▼▼▼
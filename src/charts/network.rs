use crate::braille::{draw_circle, draw_line};
use crate::charts::{ChartLayer, ChartRenderer};
use crate::data::NetworkData;
use crate::hash::{hash2, rand_simple};

const ITERATIONS: usize = 150;
const REPULSION: f64 = 0.12;
const SPRING: f64 = 0.04;
const GRAVITY: f64 = 0.015;

/// Force-directed interaction network. Layout is computed once per
/// dataset in unit space and rescaled to whatever canvas size is asked
/// for; seeding goes through the splitmix helper so two runs agree.
pub struct NetworkChart {
    id: String,
    data: NetworkData,
    layout: Option<Vec<(f64, f64)>>,
}

impl NetworkChart {
    pub fn new(id: &str, data: NetworkData) -> Self {
        Self {
            id: id.to_string(),
            data,
            layout: None,
        }
    }

    fn solve(&self) -> Vec<(f64, f64)> {
        let n = self.data.nodes.len();
        let mut pos: Vec<(f64, f64)> = (0..n)
            .map(|i| {
                (
                    rand_simple(hash2(i as u64, 0xC0FFEE)) - 0.5,
                    rand_simple(hash2(i as u64, 0xBEEF)) - 0.5,
                )
            })
            .collect();

        for _ in 0..ITERATIONS {
            let mut force = vec![(0.0f64, 0.0f64); n];

            // Pairwise repulsion
            for i in 0..n {
                for j in i + 1..n {
                    let dx = pos[i].0 - pos[j].0;
                    let dy = pos[i].1 - pos[j].1;
                    let d2 = (dx * dx + dy * dy).max(1e-4);
                    let f = REPULSION / d2;
                    let d = d2.sqrt();
                    force[i].0 += f * dx / d;
                    force[i].1 += f * dy / d;
                    force[j].0 -= f * dx / d;
                    force[j].1 -= f * dy / d;
                }
            }

            // Springs along links
            for &(a, b) in &self.data.links {
                if a >= n || b >= n {
                    continue;
                }
                let dx = pos[b].0 - pos[a].0;
                let dy = pos[b].1 - pos[a].1;
                force[a].0 += SPRING * dx;
                force[a].1 += SPRING * dy;
                force[b].0 -= SPRING * dx;
                force[b].1 -= SPRING * dy;
            }

            // Gravity toward the origin keeps disconnected nodes on screen
            for i in 0..n {
                force[i].0 -= GRAVITY * pos[i].0;
                force[i].1 -= GRAVITY * pos[i].1;
                pos[i].0 += force[i].0.clamp(-0.05, 0.05);
                pos[i].1 += force[i].1.clamp(-0.05, 0.05);
            }
        }
        pos
    }

    /// Rescale unit-space layout into pixel space with a small margin
    fn to_pixels(layout: &[(f64, f64)], pw: f64, ph: f64) -> Vec<(i32, i32)> {
        let (mut min_x, mut min_y, mut max_x, mut max_y) = (f64::MAX, f64::MAX, f64::MIN, f64::MIN);
        for &(x, y) in layout {
            min_x = min_x.min(x);
            min_y = min_y.min(y);
            max_x = max_x.max(x);
            max_y = max_y.max(y);
        }
        let sx = (max_x - min_x).max(1e-6);
        let sy = (max_y - min_y).max(1e-6);
        layout
            .iter()
            .map(|&(x, y)| {
                (
                    (3.0 + (x - min_x) / sx * (pw - 7.0)) as i32,
                    (3.0 + (y - min_y) / sy * (ph - 7.0)) as i32,
                )
            })
            .collect()
    }
}

impl ChartRenderer for NetworkChart {
    fn id(&self) -> &str {
        &self.id
    }

    fn render(&mut self, width: usize, height: usize) -> ChartLayer {
        if self.data.nodes.is_empty() || width < 8 || height < 4 {
            return ChartLayer::placeholder(width, height);
        }

        let mut layer = ChartLayer::blank(width, height);
        let pw = layer.canvas.pixel_width() as f64;
        let ph = layer.canvas.pixel_height() as f64;

        if self.layout.is_none() {
            self.layout = Some(self.solve());
        }
        let layout = self.layout.as_ref().unwrap().clone();
        let pixels = Self::to_pixels(&layout, pw, ph);

        for &(a, b) in &self.data.links {
            if let (Some(&(x0, y0)), Some(&(x1, y1))) = (pixels.get(a), pixels.get(b)) {
                draw_line(&mut layer.canvas, x0, y0, x1, y1);
            }
        }

        for (node, &(x, y)) in self.data.nodes.iter().zip(&pixels) {
            let r = if node.group == 0 { 3 } else { 2 };
            draw_circle(&mut layer.canvas, x, y, r);
            // Hub nodes get labels, leaves stay bare
            if node.group == 0 {
                let short: String = node.name.chars().take(10).collect();
                layer
                    .labels
                    .push(((x / 2 + 2) as u16, (y / 4) as u16, short));
            }
        }
        layer
    }
}

#[cfg(test)]
mod tests {
    use super::*;
    use crate::data::NetworkNode;

    fn net() -> NetworkData {
        NetworkData {
            nodes: vec![
                NetworkNode { name: "Cas9".into(), group: 0 },
                NetworkNode { name: "sgRNA".into(), group: 1 },
                NetworkNode { name: "PAM".into(), group: 1 },
                NetworkNode { name: "donor DNA".into(), group: 2 },
            ],
            links: vec![(0, 1), (0, 2), (1, 3)],
        }
    }

    #[test]
    fn test_layout_is_deterministic() {
        let a = NetworkChart::new("net", net()).solve();
        let b = NetworkChart::new("net", net()).solve();
        assert_eq!(a.len(), b.len());
        for (p, q) in a.iter().zip(&b) {
            assert_eq!(p.0.to_bits(), q.0.to_bits());
            assert_eq!(p.1.to_bits(), q.1.to_bits());
        }
    }

    #[test]
    fn test_nodes_separated() {
        let layout = NetworkChart::new("net", net()).solve();
        for i in 0..layout.len() {
            for j in i + 1..layout.len() {
                let dx = layout[i].0 - layout[j].0;
                let dy = layout[i].1 - layout[j].1;
                assert!(dx * dx + dy * dy > 1e-6, "nodes {i},{j} collapsed");
            }
        }
    }

    #[test]
    fn test_render_caches_layout() {
        let mut chart = NetworkChart::new("net", net());
        let _ = chart.render(30, 12);
        assert!(chart.layout.is_some());
    }
}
▲▲▲
> Instructions for the task
The records above need to be retyped in full, exactly as given.

> Response area
filename src/charts/network.rs
use crate::braille::{draw_circle, draw_line};
use crate::charts::{ChartLayer, ChartRenderer};
use crate::data::NetworkData;
use crate::hash::{hash2, rand_simple};

const ITERATIONS: usize = 150;
const REPULSION: f64 = 0.12;
const SPRING: f64 = 0.04;
const GRAVITY: f64 = 0.015;

/// Force-directed interaction network. Layout is computed once per
/// dataset in unit space and rescaled to whatever canvas size is asked
/// for; seeding goes through the splitmix helper so two runs agree.
pub struct NetworkChart {
    id: String,
    data: NetworkData,
    layout: Option<Vec<(f64, f64)>>,
}

impl NetworkChart {
    pub fn new(id: &str, data: NetworkData) -> Self {
        Self {
            id: id.to_string(),
            data,
            layout: None,
        }
    }

    fn solve(&self) -> Vec<(f64, f64)> {
        let n = self.data.nodes.len();
        let mut pos: Vec<(f64, f64)> = (0..n)
            .map(|i| {
                (
                    rand_simple(hash2(i as u64, 0xC0FFEE)) - 0.5,
                    rand_simple(hash2(i as u64, 0xBEEF)) - 0.5,
                )
            })
            .collect();

        for _ in 0..ITERATIONS {
            let mut force = vec![(0.0f64, 0.0f64); n];

            // Pairwise repulsion
            for i in 0..n {
                for j in i + 1..n {
                    let dx = pos[i].0 - pos[j].0;
                    let dy = pos[i].1 - pos[j].1;
                    let d2 = (dx * dx + dy * dy).max(1e-4);
                    let f = REPULSION / d2;
                    let d = d2.sqrt();
                    force[i].0 += f * dx / d;
                    force[i].1 += f * dy / d;
                    force[j].0 -= f * dx / d;
                    force[j].1 -= f * dy / d;
                }
            }

            // Springs along links
            for &(a, b) in &self.data.links {
                if a >= n || b >= n {
                    continue;
                }
                let dx = pos[b].0 - pos[a].0;
                let dy = pos[b].1 - pos[a].1;
                force[a].0 += SPRING * dx;
                force[a].1 += SPRING * dy;
                force[b].0 -= SPRING * dx;
                force[b].1 -= SPRING * dy;
            }

            // Gravity toward the origin keeps disconnected nodes on screen
            for i in 0..n {
                force[i].0 -= GRAVITY * pos[i].0;
                force[i].1 -= GRAVITY * pos[i].1;
                pos[i].0 += force[i].0.clamp(-0.05, 0.05);
                pos[i].1 += force[i].1.clamp(-0.05, 0.05);
            }
        }
        pos
    }

    /// Rescale unit-space layout into pixel space with a small margin
    fn to_pixels(layout: &[(f64, f64)], pw: f64, ph: f64) -> Vec<(i32, i32)> {
        let (mut min_x, mut min_y, mut max_x, mut max_y) = (f64::MAX, f64::MAX, f64::MIN, f64::MIN);
        for &(x, y) in layout {
            min_x = min_x.min(x);
            min_y = min_y.min(y);
            max_x = max_x.max(x);
            max_y = max_y.max(y);
        }
        let sx = (max_x - min_x).max(1e-6);
        let sy = (max_y - min_y).max(1e-6);
        layout
            .iter()
            .map(|&(x, y)| {
                (
                    (3.0 + (x - min_x) / sx * (pw - 7.0)) as i32,
                    (3.0 + (y - min_y) / sy * (ph - 7.0)) as i32,
                )
            })
            .collect()
    }
}

impl ChartRenderer for NetworkChart {
    fn id(&self) -> &str {
        &self.id
    }

    fn render(&mut self, width: usize, height: usize) -> ChartLayer {
        if self.data.nodes.is_empty() || width < 8 || height < 4 {
            return ChartLayer::placeholder(width, height);
        }

        let mut layer = ChartLayer::blank(width, height);
        let pw = layer.canvas.pixel_width() as f64;
        let ph = layer.canvas.pixel_height() as f64;

        if self.layout.is_none() {
            self.layout = Some(self.solve());
        }
        let layout = self.layout.as_ref().unwrap().clone();
        let pixels = Self::to_pixels(&layout, pw, ph);

        for &(a, b) in &self.data.links {
            if let (Some(&(x0, y0)), Some(&(x1, y1))) = (pixels.get(a), pixels.get(b)) {
                draw_line(&mut layer.canvas, x0, y0, x1, y1);
            }
        }

        for (node, &(x, y)) in self.data.nodes.iter().zip(&pixels) {
            let r = if node.group == 0 { 3 } else { 2 };
            draw_circle(&mut layer.canvas, x, y, r);
            // Hub nodes get labels, leaves stay bare
            if node.group == 0 {
                let short: String = node.name.chars().take(10).collect();
                layer
                    .labels
                    .push(((x / 2 + 2) as u16, (y / 4) as u16, short));
            }
        }
        layer
    }
}

#[cfg(test)]
mod tests {
    use super::*;
    use crate::data::NetworkNode;

    fn net() -> NetworkData {
        NetworkData {
            nodes: vec![
                NetworkNode { name: "Cas9".into(), group: 0 },
                NetworkNode { name: "sgRNA".into(), group: 1 },
                NetworkNode { name: "PAM".into(), group: 1 },
                NetworkNode { name: "donor DNA".into(), group: 2 },
            ],
            links: vec![(0, 1), (0, 2), (1, 3)],
        }
    }

    #[test]
    fn test_layout_is_deterministic() {
        let a = NetworkChart::new("net", net()).solve();
        let b = NetworkChart::new("net", net()).solve();
        assert_eq!(a.len(), b.len());
        for (p, q) in a.iter().zip(&b) {
            assert_eq!(p.0.to_bits(), q.0.to_bits());
            assert_eq!(p.1.to_bits(), q.1.to_bits());
        }
    }

    #[test]
    fn test_nodes_separated() {
        let layout = NetworkChart::new("net", net()).solve();
        for i in 0..layout.len() {
            for j in i + 1..layout.len() {
                let dx = layout[i].0 - layout[j].0;
                let dy = layout[i].1 - layout[j].1;
                assert!(dx * dx + dy * dy > 1e-6, "nodes {i},{j} collapsed");
            }
        }
    }

    #[test]
    fn test_render_caches_layout() {
        let mut chart = NetworkChart::new("net", net());
        let _ = chart.render(30, 12);
        assert!(chart.layout.is_some());
    }
}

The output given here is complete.